**Work item:**
The answer must be every line of the records below that holds the word "impl".

╭─ Input

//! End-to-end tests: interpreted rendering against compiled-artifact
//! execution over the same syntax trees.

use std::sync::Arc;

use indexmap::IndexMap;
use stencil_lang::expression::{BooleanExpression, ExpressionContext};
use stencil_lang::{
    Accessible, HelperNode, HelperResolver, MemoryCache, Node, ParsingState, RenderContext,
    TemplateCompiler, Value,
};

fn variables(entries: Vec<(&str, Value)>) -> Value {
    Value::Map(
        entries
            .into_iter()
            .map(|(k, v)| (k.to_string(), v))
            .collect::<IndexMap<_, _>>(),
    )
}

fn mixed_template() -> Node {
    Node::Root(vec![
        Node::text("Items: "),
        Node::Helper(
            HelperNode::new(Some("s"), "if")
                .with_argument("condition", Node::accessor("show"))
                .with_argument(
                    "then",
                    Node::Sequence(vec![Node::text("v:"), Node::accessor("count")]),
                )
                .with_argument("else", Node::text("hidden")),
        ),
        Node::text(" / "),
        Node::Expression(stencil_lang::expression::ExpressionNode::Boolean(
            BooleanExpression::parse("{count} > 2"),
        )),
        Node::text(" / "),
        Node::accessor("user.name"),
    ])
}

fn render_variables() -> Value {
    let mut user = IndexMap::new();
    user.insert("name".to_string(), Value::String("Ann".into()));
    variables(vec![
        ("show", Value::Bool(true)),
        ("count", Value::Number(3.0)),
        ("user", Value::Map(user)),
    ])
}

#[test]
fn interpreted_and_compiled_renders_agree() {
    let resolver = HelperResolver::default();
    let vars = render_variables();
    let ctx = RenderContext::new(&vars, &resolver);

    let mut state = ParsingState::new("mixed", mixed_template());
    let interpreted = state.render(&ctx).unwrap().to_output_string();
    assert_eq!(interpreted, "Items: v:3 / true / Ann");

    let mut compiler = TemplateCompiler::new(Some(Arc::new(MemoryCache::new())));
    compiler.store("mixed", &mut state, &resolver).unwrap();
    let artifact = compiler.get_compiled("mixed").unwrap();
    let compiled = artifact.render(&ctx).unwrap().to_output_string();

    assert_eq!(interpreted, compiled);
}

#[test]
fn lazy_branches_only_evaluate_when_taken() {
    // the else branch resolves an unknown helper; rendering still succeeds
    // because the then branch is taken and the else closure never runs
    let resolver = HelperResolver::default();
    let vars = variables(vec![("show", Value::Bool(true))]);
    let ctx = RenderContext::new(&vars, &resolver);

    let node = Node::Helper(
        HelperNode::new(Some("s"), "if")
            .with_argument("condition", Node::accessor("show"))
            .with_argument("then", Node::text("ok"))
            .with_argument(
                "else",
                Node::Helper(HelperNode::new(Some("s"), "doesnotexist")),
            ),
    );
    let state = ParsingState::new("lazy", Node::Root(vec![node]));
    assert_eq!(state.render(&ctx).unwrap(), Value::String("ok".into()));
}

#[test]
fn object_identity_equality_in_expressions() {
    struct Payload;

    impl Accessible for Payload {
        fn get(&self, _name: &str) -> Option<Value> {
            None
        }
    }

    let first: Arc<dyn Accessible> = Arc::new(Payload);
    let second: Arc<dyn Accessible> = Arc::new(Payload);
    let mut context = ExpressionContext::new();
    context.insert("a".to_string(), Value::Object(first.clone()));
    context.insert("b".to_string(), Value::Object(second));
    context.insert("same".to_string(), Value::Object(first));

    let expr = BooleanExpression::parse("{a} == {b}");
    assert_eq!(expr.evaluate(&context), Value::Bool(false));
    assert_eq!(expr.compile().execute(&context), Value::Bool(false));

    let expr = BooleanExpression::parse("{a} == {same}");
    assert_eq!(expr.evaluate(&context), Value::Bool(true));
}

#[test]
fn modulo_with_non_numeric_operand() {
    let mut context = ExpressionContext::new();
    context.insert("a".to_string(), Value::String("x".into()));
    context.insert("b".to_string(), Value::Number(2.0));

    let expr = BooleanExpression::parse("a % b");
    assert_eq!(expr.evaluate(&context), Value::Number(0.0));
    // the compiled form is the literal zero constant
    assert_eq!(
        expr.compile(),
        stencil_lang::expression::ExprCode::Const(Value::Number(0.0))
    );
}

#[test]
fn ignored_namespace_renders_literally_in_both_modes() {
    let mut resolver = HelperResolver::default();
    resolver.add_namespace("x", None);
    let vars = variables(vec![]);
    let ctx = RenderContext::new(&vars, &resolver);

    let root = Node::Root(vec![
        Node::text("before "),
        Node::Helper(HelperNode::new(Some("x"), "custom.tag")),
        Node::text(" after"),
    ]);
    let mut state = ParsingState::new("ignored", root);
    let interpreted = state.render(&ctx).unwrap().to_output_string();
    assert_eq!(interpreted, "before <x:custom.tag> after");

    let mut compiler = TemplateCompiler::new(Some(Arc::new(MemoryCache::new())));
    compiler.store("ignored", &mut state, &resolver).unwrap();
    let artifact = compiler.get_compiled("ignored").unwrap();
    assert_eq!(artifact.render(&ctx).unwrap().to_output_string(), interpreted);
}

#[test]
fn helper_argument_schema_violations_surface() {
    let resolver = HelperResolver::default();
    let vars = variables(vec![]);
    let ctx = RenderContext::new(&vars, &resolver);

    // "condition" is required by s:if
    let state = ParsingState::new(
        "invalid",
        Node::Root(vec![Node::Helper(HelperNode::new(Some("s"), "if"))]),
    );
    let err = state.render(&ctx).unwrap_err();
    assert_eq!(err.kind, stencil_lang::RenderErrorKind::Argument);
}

╰─
╭─ Input

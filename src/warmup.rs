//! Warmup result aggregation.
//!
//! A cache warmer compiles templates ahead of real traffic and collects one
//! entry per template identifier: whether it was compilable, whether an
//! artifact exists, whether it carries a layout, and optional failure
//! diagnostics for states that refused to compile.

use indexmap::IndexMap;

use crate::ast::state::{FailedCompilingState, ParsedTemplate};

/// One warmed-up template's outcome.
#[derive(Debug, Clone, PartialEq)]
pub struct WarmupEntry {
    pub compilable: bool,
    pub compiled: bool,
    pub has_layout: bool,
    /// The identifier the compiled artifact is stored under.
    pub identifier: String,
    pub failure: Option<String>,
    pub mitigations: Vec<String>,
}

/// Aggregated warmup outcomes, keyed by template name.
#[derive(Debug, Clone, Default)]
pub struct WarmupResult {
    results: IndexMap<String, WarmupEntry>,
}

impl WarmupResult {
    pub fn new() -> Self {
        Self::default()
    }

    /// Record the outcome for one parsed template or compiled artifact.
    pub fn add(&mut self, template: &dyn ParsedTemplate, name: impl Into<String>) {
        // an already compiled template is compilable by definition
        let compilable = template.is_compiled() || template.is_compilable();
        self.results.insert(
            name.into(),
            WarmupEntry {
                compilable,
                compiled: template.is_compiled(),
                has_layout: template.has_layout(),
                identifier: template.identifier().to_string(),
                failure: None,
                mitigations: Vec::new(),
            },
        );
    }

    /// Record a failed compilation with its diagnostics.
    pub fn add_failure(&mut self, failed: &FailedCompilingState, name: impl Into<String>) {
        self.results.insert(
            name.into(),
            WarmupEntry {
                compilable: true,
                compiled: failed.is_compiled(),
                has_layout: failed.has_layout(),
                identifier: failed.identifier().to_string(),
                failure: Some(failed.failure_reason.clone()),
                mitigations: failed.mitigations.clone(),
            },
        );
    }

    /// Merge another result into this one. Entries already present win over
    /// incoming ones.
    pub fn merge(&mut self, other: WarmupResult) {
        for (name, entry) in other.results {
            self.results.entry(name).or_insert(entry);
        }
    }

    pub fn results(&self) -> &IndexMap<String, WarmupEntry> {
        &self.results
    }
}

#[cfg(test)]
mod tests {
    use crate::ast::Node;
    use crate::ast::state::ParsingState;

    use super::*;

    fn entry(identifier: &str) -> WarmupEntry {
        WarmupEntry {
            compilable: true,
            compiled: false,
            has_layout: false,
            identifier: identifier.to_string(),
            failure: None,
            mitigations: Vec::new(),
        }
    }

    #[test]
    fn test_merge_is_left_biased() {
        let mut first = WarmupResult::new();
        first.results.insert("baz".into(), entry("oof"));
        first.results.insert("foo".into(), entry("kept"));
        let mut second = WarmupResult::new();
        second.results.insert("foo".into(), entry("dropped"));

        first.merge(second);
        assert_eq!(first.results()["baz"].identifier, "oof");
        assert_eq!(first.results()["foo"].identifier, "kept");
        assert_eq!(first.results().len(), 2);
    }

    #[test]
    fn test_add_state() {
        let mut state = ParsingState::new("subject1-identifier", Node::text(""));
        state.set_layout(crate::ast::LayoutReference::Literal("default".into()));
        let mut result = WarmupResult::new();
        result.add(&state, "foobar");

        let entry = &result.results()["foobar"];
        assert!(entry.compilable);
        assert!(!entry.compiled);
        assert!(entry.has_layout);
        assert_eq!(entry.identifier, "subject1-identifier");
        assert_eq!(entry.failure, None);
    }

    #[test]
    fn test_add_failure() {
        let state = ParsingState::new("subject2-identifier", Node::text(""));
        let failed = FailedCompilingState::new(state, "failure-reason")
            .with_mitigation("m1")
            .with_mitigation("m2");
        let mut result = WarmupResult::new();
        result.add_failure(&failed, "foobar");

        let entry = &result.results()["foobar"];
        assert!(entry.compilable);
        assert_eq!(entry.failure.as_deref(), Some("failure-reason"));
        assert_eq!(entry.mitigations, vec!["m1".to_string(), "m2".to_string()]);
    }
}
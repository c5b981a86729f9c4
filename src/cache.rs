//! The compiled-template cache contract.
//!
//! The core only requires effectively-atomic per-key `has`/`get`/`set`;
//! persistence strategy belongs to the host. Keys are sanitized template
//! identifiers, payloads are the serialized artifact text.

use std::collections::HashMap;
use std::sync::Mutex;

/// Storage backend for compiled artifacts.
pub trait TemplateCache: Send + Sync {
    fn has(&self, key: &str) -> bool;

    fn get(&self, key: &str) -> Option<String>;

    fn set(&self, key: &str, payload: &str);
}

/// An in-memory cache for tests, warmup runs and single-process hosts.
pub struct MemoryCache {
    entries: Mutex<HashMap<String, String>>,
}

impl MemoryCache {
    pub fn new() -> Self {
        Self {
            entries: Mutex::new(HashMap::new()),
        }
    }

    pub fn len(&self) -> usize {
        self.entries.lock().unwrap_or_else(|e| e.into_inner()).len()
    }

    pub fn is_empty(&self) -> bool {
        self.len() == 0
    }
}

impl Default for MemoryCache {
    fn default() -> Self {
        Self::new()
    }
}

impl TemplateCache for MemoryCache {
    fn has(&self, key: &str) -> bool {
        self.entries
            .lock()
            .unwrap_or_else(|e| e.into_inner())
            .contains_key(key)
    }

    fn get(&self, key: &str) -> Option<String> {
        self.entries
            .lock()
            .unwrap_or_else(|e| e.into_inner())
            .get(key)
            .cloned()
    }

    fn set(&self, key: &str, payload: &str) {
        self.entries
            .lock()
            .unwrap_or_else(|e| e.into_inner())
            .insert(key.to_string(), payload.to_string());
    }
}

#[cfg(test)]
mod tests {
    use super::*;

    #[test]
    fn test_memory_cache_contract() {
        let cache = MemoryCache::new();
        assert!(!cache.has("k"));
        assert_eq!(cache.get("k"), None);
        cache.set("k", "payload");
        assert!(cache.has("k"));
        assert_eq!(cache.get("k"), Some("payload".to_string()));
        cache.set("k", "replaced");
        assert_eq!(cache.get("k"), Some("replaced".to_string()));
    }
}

╰─

**Task solution:**
    impl Accessible for Payload {
impl WarmupResult {
    pub fn add(&mut self, template: &dyn ParsedTemplate, name: impl Into<String>) {
    pub fn add_failure(&mut self, failed: &FailedCompilingState, name: impl Into<String>) {
impl MemoryCache {
impl Default for MemoryCache {
impl TemplateCache for MemoryCache {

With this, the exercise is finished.